◆ Task brief ◆
Each line below with the string "domain" should be copied.

Saved entries:
Segment Open

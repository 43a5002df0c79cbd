//! To-do persistence. Every read and mutation here is conjoined with the
//! owner column: an item is never addressable by id alone.

use crate::models::DbTodo;
use chrono::Utc;
use eyre::Result;
use sqlx::{Pool, Postgres};
use uuid::Uuid;

pub async fn create_todo(pool: &Pool<Postgres>, user_id: Uuid, text: &str) -> Result<DbTodo> {
    let id = Uuid::new_v4();
    let now = Utc::now();

    tracing::debug!("Creating todo: id={}, user_id={}", id, user_id);

    let todo = sqlx::query_as::<_, DbTodo>(
        r#"
        INSERT INTO todos (id, user_id, text, completed, created_at)
        VALUES ($1, $2, $3, FALSE, $4)
        RETURNING id, user_id, text, completed, created_at
        "#,
    )
    .bind(id)
    .bind(user_id)
    .bind(text)
    .bind(now)
    .fetch_one(pool)
    .await?;

    Ok(todo)
}

/// All items owned by `user_id`, newest first.
pub async fn list_todos_by_owner(pool: &Pool<Postgres>, user_id: Uuid) -> Result<Vec<DbTodo>> {
    let todos = sqlx::query_as::<_, DbTodo>(
        r#"
        SELECT id, user_id, text, completed, created_at
        FROM todos
        WHERE user_id = $1
        ORDER BY created_at DESC
        "#,
    )
    .bind(user_id)
    .fetch_all(pool)
    .await?;

    Ok(todos)
}

/// Sets the completion flag on an owned item. Returns `None` when no row
/// matches the (id, owner) pair, whether the id is unknown or the item
/// belongs to someone else.
pub async fn set_completed(
    pool: &Pool<Postgres>,
    id: Uuid,
    user_id: Uuid,
    completed: bool,
) -> Result<Option<DbTodo>> {
    tracing::debug!(
        "Updating todo completion: id={}, user_id={}, completed={}",
        id,
        user_id,
        completed
    );

    let todo = sqlx::query_as::<_, DbTodo>(
        r#"
        UPDATE todos
        SET completed = $3
        WHERE id = $1 AND user_id = $2
        RETURNING id, user_id, text, completed, created_at
        "#,
    )
    .bind(id)
    .bind(user_id)
    .bind(completed)
    .fetch_optional(pool)
    .await?;

    Ok(todo)
}

/// Deletes an owned item. Returns `false` when no row matched the
/// (id, owner) pair.
pub async fn delete_todo(pool: &Pool<Postgres>, id: Uuid, user_id: Uuid) -> Result<bool> {
    tracing::debug!("Deleting todo: id={}, user_id={}", id, user_id);

    let result = sqlx::query(
        r#"
        DELETE FROM todos
        WHERE id = $1 AND user_id = $2
        "#,
    )
    .bind(id)
    .bind(user_id)
    .execute(pool)
    .await?;

    Ok(result.rows_affected() > 0)
}
use axum::http::StatusCode;
use chrono::{Duration, Utc};
use jsonwebtoken::{encode, EncodingKey, Header};
use taskdeck_api::middleware::auth::{self, Claims, TokenAuth, TokenRejection};
use taskdeck_core::errors::TaskError;
use uuid::Uuid;

const SECRET: &[u8] = b"test-signing-secret";

fn expired_claims(user_id: Uuid) -> Claims {
    let now = Utc::now();
    Claims {
        sub: user_id.to_string(),
        email: "a@x.com".to_string(),
        iat: (now - Duration::days(8)).timestamp(),
        exp: (now - Duration::days(1)).timestamp(),
    }
}

#[test]
fn test_hash_password_is_salted() {
    let first = auth::hash_password("secret123").unwrap();
    let second = auth::hash_password("secret123").unwrap();

    // Fresh salt per call: same secret, different opaque hashes
    assert_ne!(first, second);
    assert!(auth::verify_password("secret123", &first));
    assert!(auth::verify_password("secret123", &second));
}

#[test]
fn test_verify_password_rejects_wrong_secret() {
    let hash = auth::hash_password("secret123").unwrap();
    assert!(!auth::verify_password("secret124", &hash));
}

#[test]
fn test_verify_password_treats_malformed_hash_as_no_match() {
    assert!(!auth::verify_password("secret123", "not-a-phc-string"));
    assert!(!auth::verify_password("secret123", ""));
}

#[test]
fn test_token_round_trip_preserves_identity() {
    let tokens = TokenAuth::new(SECRET);
    let user_id = Uuid::new_v4();

    let token = tokens.issue(user_id, "a@x.com").unwrap();
    let claims = tokens.verify(&token).unwrap();

    assert_eq!(claims.sub, user_id.to_string());
    assert_eq!(claims.email, "a@x.com");
    assert!(claims.exp > claims.iat);
}

#[test]
fn test_token_from_other_secret_is_malformed() {
    let tokens = TokenAuth::new(SECRET);
    let others = TokenAuth::new(b"some-other-secret");

    let token = others.issue(Uuid::new_v4(), "a@x.com").unwrap();
    assert!(matches!(
        tokens.verify(&token),
        Err(TokenRejection::Malformed)
    ));
}

#[test]
fn test_garbage_token_is_malformed() {
    let tokens = TokenAuth::new(SECRET);
    assert!(matches!(
        tokens.verify("not.a.token"),
        Err(TokenRejection::Malformed)
    ));
    assert!(matches!(tokens.verify(""), Err(TokenRejection::Malformed)));
}

#[test]
fn test_tampered_token_is_malformed() {
    let tokens = TokenAuth::new(SECRET);
    let token = tokens.issue(Uuid::new_v4(), "a@x.com").unwrap();

    // Flip a character inside the payload segment
    let mut tampered: Vec<String> = token.split('.').map(str::to_string).collect();
    let payload = tampered[1].clone();
    tampered[1] = if payload.starts_with('A') {
        format!("B{}", &payload[1..])
    } else {
        format!("A{}", &payload[1..])
    };
    let tampered = tampered.join(".");

    assert!(matches!(
        tokens.verify(&tampered),
        Err(TokenRejection::Malformed)
    ));
}

#[test]
fn test_stale_expiry_with_valid_signature_is_expired() {
    let tokens = TokenAuth::new(SECRET);
    let claims = expired_claims(Uuid::new_v4());

    // Correctly signed, but the clock has passed exp
    let token = encode(&Header::default(), &claims, &EncodingKey::from_secret(SECRET)).unwrap();
    assert!(matches!(tokens.verify(&token), Err(TokenRejection::Expired)));
}

#[tokio::test]
async fn test_error_handling_not_found() {
    let error = TaskError::NotFound("To-do not found".to_string());
    let response = taskdeck_api::middleware::error_handling::map_error(error);
    assert_eq!(response.status(), StatusCode::NOT_FOUND);
}

#[tokio::test]
async fn test_error_handling_validation() {
    let error = TaskError::Validation("To-do text must not be empty".to_string());
    let response = taskdeck_api::middleware::error_handling::map_error(error);
    assert_eq!(response.status(), StatusCode::BAD_REQUEST);
}

#[tokio::test]
async fn test_error_handling_authentication() {
    let error = TaskError::Authentication("Authentication required".to_string());
    let response = taskdeck_api::middleware::error_handling::map_error(error);
    assert_eq!(response.status(), StatusCode::UNAUTHORIZED);
}

#[tokio::test]
async fn test_error_handling_authorization() {
    let error = TaskError::Authorization("Invalid authentication token".to_string());
    let response = taskdeck_api::middleware::error_handling::map_error(error);
    assert_eq!(response.status(), StatusCode::FORBIDDEN);
}

#[tokio::test]
async fn test_error_handling_conflict() {
    let error = TaskError::Conflict("An account with this email already exists".to_string());
    let response = taskdeck_api::middleware::error_handling::map_error(error);
    assert_eq!(response.status(), StatusCode::CONFLICT);
}

#[tokio::test]
async fn test_error_handling_database_masks_detail() {
    use http_body_util::BodyExt;

    let error = TaskError::Database(eyre::eyre!("password authentication failed for user"));
    let response = taskdeck_api::middleware::error_handling::map_error(error);
    assert_eq!(response.status(), StatusCode::INTERNAL_SERVER_ERROR);

    // The store's failure text must not leak into the envelope
    let body = response.into_body().collect().await.unwrap().to_bytes();
    let body: serde_json::Value = serde_json::from_slice(&body).unwrap();
    assert_eq!(body, serde_json::json!({ "error": "Internal server error" }));
}
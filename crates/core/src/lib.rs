//! # TaskDeck Core
//!
//! Shared domain types for the TaskDeck to-do service: request/response
//! models, input validation and identity normalization, and the domain
//! error type used across the API and database crates.

pub mod errors;
pub mod models;
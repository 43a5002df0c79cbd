use chrono::{DateTime, Utc};
use serde::{Deserialize, Serialize};
use sqlx::FromRow;
use taskdeck_core::models::{todo::Todo, user::User};
use uuid::Uuid;

#[derive(Debug, Clone, Serialize, Deserialize, FromRow)]
pub struct DbUser {
    pub id: Uuid,
    pub email: String,
    pub password_hash: String,
    pub created_at: DateTime<Utc>,
}

#[derive(Debug, Clone, Serialize, Deserialize, FromRow)]
pub struct DbTodo {
    pub id: Uuid,
    pub user_id: Uuid,
    pub text: String,
    pub completed: bool,
    pub created_at: DateTime<Utc>,
}

impl From<DbUser> for User {
    fn from(user: DbUser) -> Self {
        User {
            id: user.id,
            email: user.email,
            created_at: user.created_at,
        }
    }
}

impl From<DbTodo> for Todo {
    fn from(todo: DbTodo) -> Self {
        Todo {
            id: todo.id,
            user_id: todo.user_id,
            text: todo.text,
            completed: todo.completed,
            created_at: todo.created_at,
        }
    }
}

Segment Closed

◆ Solution to the exercise ◆
//! Shared domain types for the TaskDeck to-do service: request/response
//! models, input validation and identity normalization, and the domain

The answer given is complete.